Compare this with the current techniques of stealing assets: copying the asset files from game files directly. Vehicles, characters, objects and maps are often already bundled in easy to use forms; why make things harder by having to deal with 3D captures? You also get to keep things like bones.
Admittedly there are a few exceptions: some games don’t store maps as single files, others obfuscate models, etc etc. In these situations the extra effort of going for 3D capture ripping may be worth it for asset ripper-flippers.
Different perspectives on legal and ethics
We want to explore 3D worlds in ways the original devs never imagined.
Indie game devs & modding communities
I know a lot of people that 3D capture and reconstruction would make uncomfortable.
A lot of devs want control over how people play and explore their games
This is really common. Some devs don’t like other people modding their works, and this often includes mod makers themselves.
Even simple stuff like playing with effect removal or perf improvements can upset authors & publishers (I’ve done that!). There is not much point upsetting smaller devs and modders, especially if they’re kind enough to be releasing their stuff in the first place.
Often in smaller communities the biggest tension points are other community members stealing assets, but there is also the fear of assets being taken out of the community and used/sold/etc elsewhere.
Bigger game dev companies
- We don’t want people using our copyrighted works in ways we have not pre-approved of
- If we oppose 3D capture and/or 3D world reconstruction: that might give us more power over it in later years, leading to pathways to monopolising and/or monetising it.
Almost all big games these days use middleware under license from other companies. Examples include engines, shaders, sound systems and mesh-building algorithms.
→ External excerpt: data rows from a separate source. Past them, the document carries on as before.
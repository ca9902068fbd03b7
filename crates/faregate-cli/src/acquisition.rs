//! Acquisition handlers: the work each flight task actually does.
//!
//! - `CommandHandler`: 外部コマンドを 1 タスク 1 プロセスで実行
//! - `DryRunHandler`: `--dry-run` 用、パラメータをそのまま返す

use std::process::Stdio;

use async_trait::async_trait;
use faregate_core::typed::Handler;
use faregate_core::{TaskError, TaskId, TaskParameters};
use serde::{Deserialize, Serialize};
use serde_json::{Value, json};
use tokio::process::Command;
use tracing::{debug, info};

/// Exit code (`EX_TEMPFAIL`) a command uses to report a transient failure.
pub const EXIT_TRANSIENT: i32 = 75;

/// Typed parameters of one flight task, as submitted to the scheduler.
#[derive(Debug, Clone, PartialEq, Serialize, Deserialize)]
pub struct FlightQuery {
    pub name: String,
    #[serde(default)]
    pub api_params: TaskParameters,
}

/// Runs the configured shell command once per task attempt.
///
/// The command sees `FAREGATE_TASK_ID`, `FAREGATE_TASK_NAME` and
/// `FAREGATE_PARAMS` (the task's `api_params` as JSON). Its stdout becomes
/// the task result: parsed as JSON when it is JSON, kept as a string
/// otherwise.
///
/// | exit           | outcome                  |
/// |----------------|--------------------------|
/// | 0              | success                  |
/// | 75             | `Transient` failure      |
/// | other          | `Permanent` failure      |
/// | spawn / signal | `Infrastructure` failure |
#[derive(Debug, Clone)]
pub struct CommandHandler {
    command: String,
}

impl CommandHandler {
    pub fn new(command: impl Into<String>) -> Self {
        Self {
            command: command.into(),
        }
    }

    fn build_command(&self, task_id: TaskId, task: &FlightQuery) -> Result<Command, TaskError> {
        let params = serde_json::to_string(&task.api_params)
            .map_err(|e| TaskError::permanent(format!("encoding api_params: {e}")))?;

        let mut cmd = if cfg!(windows) {
            let mut c = Command::new("cmd");
            c.arg("/C").arg(&self.command);
            c
        } else {
            let mut c = Command::new("sh");
            c.arg("-c").arg(&self.command);
            c
        };

        cmd.env("FAREGATE_TASK_ID", task_id.to_string())
            .env("FAREGATE_TASK_NAME", &task.name)
            .env("FAREGATE_PARAMS", params)
            .stdin(Stdio::null())
            .stdout(Stdio::piped())
            .stderr(Stdio::piped())
            .kill_on_drop(true);
        Ok(cmd)
    }
}

#[async_trait]
impl Handler<FlightQuery> for CommandHandler {
    type Output = Value;

    async fn handle(&self, task_id: TaskId, task: FlightQuery) -> Result<Value, TaskError> {
        info!(%task_id, task = %task.name, cmd = %self.command, "starting acquisition process");

        let output = self
            .build_command(task_id, &task)?
            .output()
            .await
            .map_err(|e| {
                TaskError::infrastructure(format!(
                    "spawning acquisition command for '{}': {e}",
                    task.name
                ))
            })?;

        let stderr = String::from_utf8_lossy(&output.stderr);
        for line in stderr.lines() {
            debug!(%task_id, task = %task.name, "stderr: {}", line);
        }

        match output.status.code() {
            Some(0) => Ok(parse_stdout(&output.stdout)),
            Some(code) => {
                let detail = last_line(&stderr)
                    .map(str::to_string)
                    .unwrap_or_else(|| format!("exit code {code}"));
                if code == EXIT_TRANSIENT {
                    Err(TaskError::transient(detail))
                } else {
                    Err(TaskError::permanent(format!("exit code {code}: {detail}")))
                }
            }
            None => Err(TaskError::infrastructure(format!(
                "acquisition process for '{}' terminated by signal",
                task.name
            ))),
        }
    }
}

fn parse_stdout(stdout: &[u8]) -> Value {
    let text = String::from_utf8_lossy(stdout);
    let text = text.trim();
    if text.is_empty() {
        return Value::Null;
    }
    serde_json::from_str(text).unwrap_or_else(|_| Value::String(text.to_string()))
}

fn last_line(text: &str) -> Option<&str> {
    text.lines().map(str::trim).rfind(|l| !l.is_empty())
}

/// Echoes each task's parameters back as its result.
#[derive(Debug, Clone, Copy, Default)]
pub struct DryRunHandler;

#[async_trait]
impl Handler<FlightQuery> for DryRunHandler {
    type Output = Value;

    async fn handle(&self, task_id: TaskId, task: FlightQuery) -> Result<Value, TaskError> {
        debug!(%task_id, task = %task.name, "dry run");
        Ok(json!({
            "dry_run": true,
            "name": task.name,
            "api_params": task.api_params,
        }))
    }
}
Developers have to defend their work against “attacks” that “could” compromise their relationships with 3rd party middleware providers. Anything out of the ordinary will be feared, but in particular anything that dumps things like licensed shaders is a big no-no.
Penalties for not acting violently against potential threats can include:
- Having to pull their game off shelves because they’ve violated their 3rd party licenses (!)
- Finding much higher pricetags in their next middleware negotiations (!)
- Not being allowed to use certain middlewares in future.
Stick to a few pre-defined pathways:
- Share lossy 3D captures as an equivalent of traditional 2D gameplay videos
- Design 3D tools (both capture & world-reconstruction) to be easy for personal use
- Encourage world-reconstruction only on older games & mods
Don’t do the following:
- Share 3D world captures online (with exception to abandonware worlds)
- Design 3D tools (both capture & world reconstruction) that make rip-and-ship jobs easier.
- Encourage world-reconstruction on newer games & mods
I mention “old” and “newer” in very rough terms. Would the developers be happy to find out people are showing enough interest in their project’s worlds that they want to record, extract and explore them? Or would they see these worlds as something current/recent that they still want strict control over? There are many shades of grey here, it depends on a lot of factors.
I’d appreciate other people’s thoughts on this. Please feel free to add comments below or email me, just please keep things civil. I care about everyone involved here and if you have made a nice mod or game then that includes you.
Collisions with world meshes
Collision flags on meshes are handled uniquely per game engine and not sent to the GPU (or anywhere else in a standardised format). As such there is no generic way of automatically extracting this data.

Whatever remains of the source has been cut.